┌─ Extracted entries

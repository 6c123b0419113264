//! Per-cell aggregation of feature detectabilities.
#[cfg(feature = "serde")]
use serde::{Deserialize, Serialize};

use crate::sensitivity::curve::clamp01;

/// How the detectabilities of several features combine into one cell score.
///
/// Every policy maps scores in `[0, 1]` to a result in `[0, 1]`, and an empty input to `0`.
#[cfg_attr(feature = "serde", derive(Serialize, Deserialize))]
#[cfg_attr(feature = "serde", serde(rename_all = "camelCase"))]
#[derive(Clone, Copy, Debug, Default, PartialEq, Eq, Hash)]
pub enum AggregationPolicy {
    /// The most salient feature perceivable from the cell.
    #[default]
    Max,
    /// Average over all registered features, hidden ones counting as `0`.
    Mean,
    /// Sum of scores, saturating at `1`.
    ClampedSum,
    /// `1 - prod(1 - s)`: chance that at least one feature is detected, treating features as
    /// independent.
    ProbabilisticUnion,
}

impl AggregationPolicy {
    pub fn aggregate<I>(self, scores: I) -> f64
    where
        I: IntoIterator<Item = f64>,
    {
        let scores = scores.into_iter().map(clamp01);
        let combined = match self {
            AggregationPolicy::Max => scores.fold(0.0, f64::max),
            AggregationPolicy::Mean => {
                let (sum, n) = scores.fold((0.0, 0usize), |(sum, n), s| (sum + s, n + 1));
                if n == 0 {
                    0.0
                } else {
                    sum / n as f64
                }
            }
            AggregationPolicy::ClampedSum => scores.sum::<f64>(),
            AggregationPolicy::ProbabilisticUnion => {
                1.0 - scores.map(|s| 1.0 - s).product::<f64>()
            }
        };
        clamp01(combined)
    }

    /// Stable lower-camel-case name.
    pub fn as_str(self) -> &'static str {
        match self {
            AggregationPolicy::Max => "max",
            AggregationPolicy::Mean => "mean",
            AggregationPolicy::ClampedSum => "clampedSum",
            AggregationPolicy::ProbabilisticUnion => "probabilisticUnion",
        }
    }
}

#[cfg(test)]
mod tests {
    use super::*;

    const ALL: [AggregationPolicy; 4] = [
        AggregationPolicy::Max,
        AggregationPolicy::Mean,
        AggregationPolicy::ClampedSum,
        AggregationPolicy::ProbabilisticUnion,
    ];

    #[test]
    fn empty_input_scores_zero() {
        for policy in ALL {
            assert_eq!(policy.aggregate(std::iter::empty()), 0.0, "{}", policy.as_str());
        }
    }

    #[test]
    fn policies_combine_as_documented() {
        let scores = [0.5, 0.25, 0.0];
        assert_eq!(AggregationPolicy::Max.aggregate(scores), 0.5);
        assert_eq!(AggregationPolicy::Mean.aggregate(scores), 0.25);
        assert_eq!(AggregationPolicy::ClampedSum.aggregate(scores), 0.75);
        assert!((AggregationPolicy::ProbabilisticUnion.aggregate(scores) - 0.625).abs() < 1e-12);
    }

    #[test]
    fn results_stay_bounded() {
        let scores = [0.9, 0.8, 0.7, 2.0, f64::NAN, -1.0];
        for policy in ALL {
            let v = policy.aggregate(scores);
            assert!((0.0..=1.0).contains(&v), "{} gave {v}", policy.as_str());
        }
        assert_eq!(AggregationPolicy::ClampedSum.aggregate(scores), 1.0);
    }

    #[test]
    fn default_is_max() {
        assert_eq!(AggregationPolicy::default(), AggregationPolicy::Max);
    }
}
//! Planar geometry primitives used by the floor-plan model and the isovist sweep.
//!
//! Points are [`glam::DVec2`] in floor-plan (viewbox) units. Polygons are plain vertex lists,
//! implicitly closed. Everything here is a value type or a free function over slices.
use glam::DVec2;

pub mod bounds;
pub mod clip;
pub mod intersect;
pub mod polygon;

pub use bounds::Aabb;
pub use clip::{clip_polygon_by_convex, clip_to_circle};
pub use intersect::{segment_intersect, RayHit};
pub use polygon::{
    circle_polygon, mean_radial_distance, point_in_polygon, point_on_boundary, regular_polygon,
    Polygon, Segment,
};

/// A point in floor-plan coordinates.
pub type Point = DVec2;

/// Distance below which a point is considered to lie on an edge.
pub const EDGE_TOLERANCE: f64 = 1e-9;

/// Euclidean distance between two points.
#[inline]
pub fn distance(a: Point, b: Point) -> f64 {
    a.distance(b)
}

/// Squared distance from `p` to the closed segment `a..b`.
pub fn point_segment_distance_squared(p: Point, a: Point, b: Point) -> f64 {
    let ab = b - a;
    let len_sq = ab.length_squared();
    if len_sq == 0.0 {
        return p.distance_squared(a);
    }
    let u = ((p - a).dot(ab) / len_sq).clamp(0.0, 1.0);
    p.distance_squared(a + ab * u)
}

/// Normalize an angle into `[-PI, PI)`.
#[inline]
pub fn wrap_angle(angle: f64) -> f64 {
    use std::f64::consts::{PI, TAU};
    let wrapped = (angle + PI).rem_euclid(TAU) - PI;
    if wrapped >= PI {
        wrapped - TAU
    } else {
        wrapped
    }
}
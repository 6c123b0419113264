#![allow(dead_code)]

use std::time::Duration;

use criterion::{Criterion, Throughput};
use floorsight::floorplan::FloorPlan;
use floorsight::geometry::Polygon;
use floorsight::sensitivity::{Feature, FeatureTable};

pub const SAMPLE_SIZE: usize = 20;
pub const WARM_UP: Duration = Duration::from_secs(1);
pub const MEASUREMENT_TIME: Duration = Duration::from_secs(3);

/// Side length of the square benchmark room.
pub const ROOM: f64 = 1000.0;

pub fn default_criterion() -> Criterion {
    Criterion::default()
        .configure_from_args()
        .sample_size(SAMPLE_SIZE)
        .warm_up_time(WARM_UP)
        .measurement_time(MEASUREMENT_TIME)
}

pub fn elements_throughput(elements: usize) -> Throughput {
    Throughput::Elements(elements.max(1) as u64)
}

/// Square room with `per_side * per_side` square pillars on a regular lattice.
pub fn pillar_hall(per_side: usize) -> FloorPlan {
    let boundary = Polygon::from_xy(&[[0.0, 0.0], [ROOM, 0.0], [ROOM, ROOM], [0.0, ROOM]]);
    let pitch = ROOM / (per_side as f64 + 1.0);
    let half = pitch * 0.15;
    let mut pillars = Vec::with_capacity(per_side * per_side);
    for i in 1..=per_side {
        for j in 1..=per_side {
            let (cx, cy) = (i as f64 * pitch, j as f64 * pitch);
            pillars.push(Polygon::from_xy(&[
                [cx - half, cy - half],
                [cx + half, cy - half],
                [cx + half, cy + half],
                [cx - half, cy + half],
            ]));
        }
    }
    FloorPlan::build(boundary, pillars).expect("valid benchmark plan")
}

/// One feature on every obstacle of `plan`.
pub fn features_on_all(plan: &FloorPlan) -> FeatureTable {
    (1..=plan.obstacle_count())
        .map(|index| Feature::anchored_to(plan, index).expect("obstacle exists"))
        .collect()
}
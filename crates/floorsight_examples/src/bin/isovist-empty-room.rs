use floorsight::prelude::*;
use floorsight_examples::{init_tracing, render_isovist_to_png, square_room, RenderConfig};
use tracing::info;

fn main() -> anyhow::Result<()> {
    init_tracing();

    // With no obstacles the isovist is the room itself.
    let plan = FloorPlan::build(square_room(100.0), Vec::new())?;
    let isovist = visibility_polygon(&plan, Point::new(50.0, 50.0))?;

    info!(
        "Isovist: {} vertices, area {:.1} of {:.1}.",
        isovist.len(),
        isovist.area(),
        plan.boundary().area()
    );
    for v in isovist.vertices() {
        info!("  ({:.3}, {:.3})", v.x, v.y);
    }

    render_isovist_to_png(
        &plan,
        &isovist,
        &RenderConfig::new((500, 500)),
        "isovist-empty-room.png",
    )?;
    Ok(())
}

└─

**Exercise prompt:**
In how many lines of the records does the word "pillars" occur? Reply with the number only.

**Your solution:**
4